◆ The input:
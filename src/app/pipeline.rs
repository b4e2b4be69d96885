//! Shared estimation pipeline used by the CLI subcommands.
//!
//! Keeping this in one place avoids duplicating the core workflow:
//! raw series -> concentration -> front characterization -> estimator ->
//! synthetic curve at the estimate
//!
//! The CLI can then focus on presentation (printing, plots, exports).

use std::time::Duration;

use tracing::{info, warn};

use crate::convert::{ConductanceRegression, MassDischarge, mass_discharge, series_to_concentration};
use crate::domain::{
    EstimationResult, FrontBounds, FrontCharacterization, KnownFlow, KnownRelease, TimeSeries, TransportParameters,
};
use crate::error::AppError;
use crate::fit::{
    NonlinearFitConfig, SlopeMatchConfig, characterize_series, estimate_distance_and_mass, fit_series,
    mass_search_range, sweep_mass_variance,
};
use crate::models::simulate_params;

/// What the value column of an input series holds.
#[derive(Debug, Clone, Copy, PartialEq)]
pub enum SeriesKind {
    /// Tracer concentration (mg/L), used as-is.
    Concentration,
    /// Specific conductance (µS/cm), converted with the baseline at `baseline_index`.
    Conductance {
        baseline_index: usize,
        regression: ConductanceRegression,
    },
}

/// Inputs for Mode A (unknown distance and mass).
#[derive(Debug, Clone)]
pub struct LocateConfig {
    pub kind: SeriesKind,
    pub known: KnownFlow,
    /// Volumetric flow (m³/s) used to turn the integrated curve into grams.
    pub flow: f64,
    pub bounds: FrontBounds,
    pub distance_range: (f64, f64),
    pub distance_samples: usize,
    pub mass_samples: usize,
    pub mass_spread: f64,
    pub simulation_steps: usize,
    pub slope_sentinel: Option<f64>,
    pub time_budget: Option<Duration>,
    /// Mass multipliers for the sensitivity sweep; empty skips it.
    pub sweep_multipliers: Vec<f64>,
}

/// Inputs for Mode B (unknown dispersion and velocity).
#[derive(Debug, Clone)]
pub struct CalibrateConfig {
    pub kind: SeriesKind,
    pub known: KnownRelease,
    pub initial: (f64, f64),
    pub fit: NonlinearFitConfig,
    /// Only used to describe the observed front in the report.
    pub bounds: FrontBounds,
}

/// All computed outputs of a single run.
#[derive(Debug, Clone)]
pub struct RunOutput {
    /// Observed concentration series (after conversion, if any).
    pub observed: TimeSeries,
    pub front: Option<FrontCharacterization>,
    pub mass: Option<MassDischarge>,
    pub result: EstimationResult,
    /// Forward model at the estimate, on the observed time axis.
    pub synthetic: TimeSeries,
    /// `(multiplier, result)` per sweep step.
    pub sweep: Vec<(f64, EstimationResult)>,
}

/// Mode A: integrate the curve for a mass estimate, then slope-match `(x, M)`.
pub fn run_locate(raw: &TimeSeries, config: &LocateConfig) -> Result<RunOutput, AppError> {
    let observed = to_concentration_series(raw, config.kind)?;
    let front = characterize_series(&observed, config.bounds)?;
    let mass = mass_discharge(&observed, config.flow)?;
    info!(
        peak = front.peak,
        slope = front.slope,
        mass_grams = mass.mass_grams,
        "characterized observed curve"
    );

    let mut grid = SlopeMatchConfig::new(
        mass_search_range(mass.mass_grams, config.mass_spread)?,
        config.distance_range,
    );
    grid.mass_samples = config.mass_samples;
    grid.distance_samples = config.distance_samples;
    grid.simulation_steps = config.simulation_steps;
    grid.bounds = config.bounds;
    grid.slope_sentinel = config.slope_sentinel;
    grid.time_budget = config.time_budget;

    let result = estimate_distance_and_mass(&front, config.known, &grid)?;
    let synthetic = synthetic_at(&observed, &result.params, config.known.area)?;

    let sweep = if config.sweep_multipliers.is_empty() {
        Vec::new()
    } else {
        let results =
            sweep_mass_variance(&front, config.known, &grid, result.params.mass, &config.sweep_multipliers)?;
        config.sweep_multipliers.iter().copied().zip(results).collect()
    };

    Ok(RunOutput {
        observed,
        front: Some(front),
        mass: Some(mass),
        result,
        synthetic,
        sweep,
    })
}

/// Mode B: fit `(K, U)` for a release of known mass at a known distance.
pub fn run_calibrate(raw: &TimeSeries, config: &CalibrateConfig) -> Result<RunOutput, AppError> {
    let observed = to_concentration_series(raw, config.kind)?;

    // The fit itself does not need the front; a flat curve still fails later.
    let front = match characterize_series(&observed, config.bounds) {
        Ok(front) => Some(front),
        Err(e) => {
            warn!(error = %e, "could not characterize observed front");
            None
        }
    };

    let result = fit_series(&observed, config.known, config.initial, &config.fit)?;
    let synthetic = synthetic_at(&observed, &result.params, config.known.area)?;

    Ok(RunOutput {
        observed,
        front,
        mass: None,
        result,
        synthetic,
        sweep: Vec::new(),
    })
}

fn to_concentration_series(raw: &TimeSeries, kind: SeriesKind) -> Result<TimeSeries, AppError> {
    // Checked here so a bad axis fails before any grid search.
    if let Some(&t0) = raw.time().first().filter(|&&t| t <= 0.0) {
        return Err(AppError::new(
            3,
            format!("Observed times must be > 0 s after the release (first sample at {t0}s)."),
        ));
    }
    match kind {
        SeriesKind::Concentration => Ok(raw.clone()),
        SeriesKind::Conductance {
            baseline_index,
            regression,
        } => Ok(series_to_concentration(raw, baseline_index, &regression)?),
    }
}

fn synthetic_at(observed: &TimeSeries, params: &TransportParameters, area: f64) -> Result<TimeSeries, AppError> {
    let values = simulate_params(observed.time(), params, area)?;
    Ok(observed.with_values(values)?)
}

#[cfg(test)]
mod tests {
    use super::*;
    use crate::data::{SyntheticConfig, generate_observed, to_conductance};
    use crate::domain::EstimationMode;

    const M: f64 = 1_000_000.0;
    const U: f64 = 0.157;
    const K: f64 = 0.367;
    const A: f64 = 0.113;
    const X: f64 = 88.09;

    fn observed() -> TimeSeries {
        generate_observed(&SyntheticConfig {
            params: TransportParameters {
                mass: M,
                velocity: U,
                dispersion: K,
                distance: X,
            },
            area: A,
            duration: 1999.0,
            interval: 1.0,
            noise_sd: 0.0,
            seed: 7,
        })
        .unwrap()
    }

    fn locate_config(kind: SeriesKind) -> LocateConfig {
        LocateConfig {
            kind,
            known: KnownFlow {
                dispersion: K,
                velocity: U,
                area: A,
            },
            flow: U * A,
            bounds: FrontBounds::default(),
            distance_range: (61.0, 121.0),
            distance_samples: 31,
            mass_samples: 5,
            mass_spread: 0.3,
            simulation_steps: 5000,
            slope_sentinel: None,
            time_budget: None,
            sweep_multipliers: vec![0.9, 1.1],
        }
    }

    #[test]
    fn locate_integrates_mass_and_returns_synthetic_on_observed_axis() {
        let obs = observed();
        let run = run_locate(&obs, &locate_config(SeriesKind::Concentration)).unwrap();

        assert_eq!(run.result.mode, EstimationMode::DistanceMass);
        let mass = run.mass.unwrap();
        assert!(((mass.mass_grams - M) / M).abs() < 0.01, "mass={}", mass.mass_grams);
        assert_eq!(run.synthetic.time(), obs.time());
        assert!(run.result.params.distance >= 61.0 && run.result.params.distance <= 121.0);
        assert_eq!(run.sweep.len(), 2);
        assert_eq!(run.sweep[0].0, 0.9);
    }

    #[test]
    fn locate_accepts_conductance_input() {
        let regression = ConductanceRegression::default();
        let sc = to_conductance(&observed(), 250.0, &regression).unwrap();
        let mut config = locate_config(SeriesKind::Conductance {
            baseline_index: 0,
            regression,
        });
        config.sweep_multipliers.clear();

        let run = run_locate(&sc, &config).unwrap();
        let mass = run.mass.unwrap();
        assert!(((mass.mass_grams - M) / M).abs() < 0.02, "mass={}", mass.mass_grams);
        assert!(run.sweep.is_empty());
    }

    #[test]
    fn calibrate_recovers_dispersion_and_velocity() {
        let config = CalibrateConfig {
            kind: SeriesKind::Concentration,
            known: KnownRelease {
                mass: M,
                distance: X,
                area: A,
            },
            initial: (0.05, 0.05),
            fit: NonlinearFitConfig::default(),
            bounds: FrontBounds::default(),
        };
        let run = run_calibrate(&observed(), &config).unwrap();
        assert_eq!(run.result.mode, EstimationMode::DispersionVelocity);
        assert!(((run.result.params.dispersion - K) / K).abs() < 0.01);
        assert!(((run.result.params.velocity - U) / U).abs() < 0.01);
        assert!(run.front.is_some());
        assert!(run.mass.is_none());
    }

    #[test]
    fn non_positive_times_fail_before_estimation() {
        let early = TimeSeries::new(vec![-2.0, 0.0, 5.0, 9.0], vec![0.0, 1.0, 3.0, 2.0]).unwrap();
        let err = run_locate(&early, &locate_config(SeriesKind::Concentration)).unwrap_err();
        assert_eq!(err.exit_code(), 3);
        assert!(err.to_string().contains("first sample at -2s"));
    }

    #[test]
    fn flat_series_is_a_data_error() {
        let flat = TimeSeries::new(vec![1.0, 2.0, 3.0], vec![0.0; 3]).unwrap();
        let err = run_locate(&flat, &locate_config(SeriesKind::Concentration)).unwrap_err();
        assert_eq!(err.exit_code(), 3);
    }
}
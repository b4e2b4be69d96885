//! Inverse estimation.
//!
//! Responsibilities:
//!
//! - characterize the rising front of a breakthrough curve (`front`)
//! - Mode A: distance and mass by slope matching over a parallel grid (`slope_match`)
//! - Mode B: dispersion and velocity by Levenberg–Marquardt (`nonlinear`)

pub mod front;
pub mod nonlinear;
pub mod slope_match;

pub use front::*;
pub use nonlinear::*;
pub use slope_match::*;
//! `tracer-inverse` library crate.
//!
//! The binary (`tracer`) is a thin wrapper around this library so that:
//!
//! - the estimators are testable without spawning processes
//! - the forward model and estimators are reusable outside the CLI
//! - code stays easy to navigate as the project grows

pub mod app;
pub mod cli;
pub mod convert;
pub mod data;
pub mod domain;
pub mod error;
pub mod fit;
pub mod io;
pub mod math;
pub mod models;
pub mod plot;
pub mod predictors;
pub mod report;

◆ Required work: Reply with every line of the listing that has the string "results".

◆ Answer:
        let results =
        config.sweep_multipliers.iter().copied().zip(results).collect()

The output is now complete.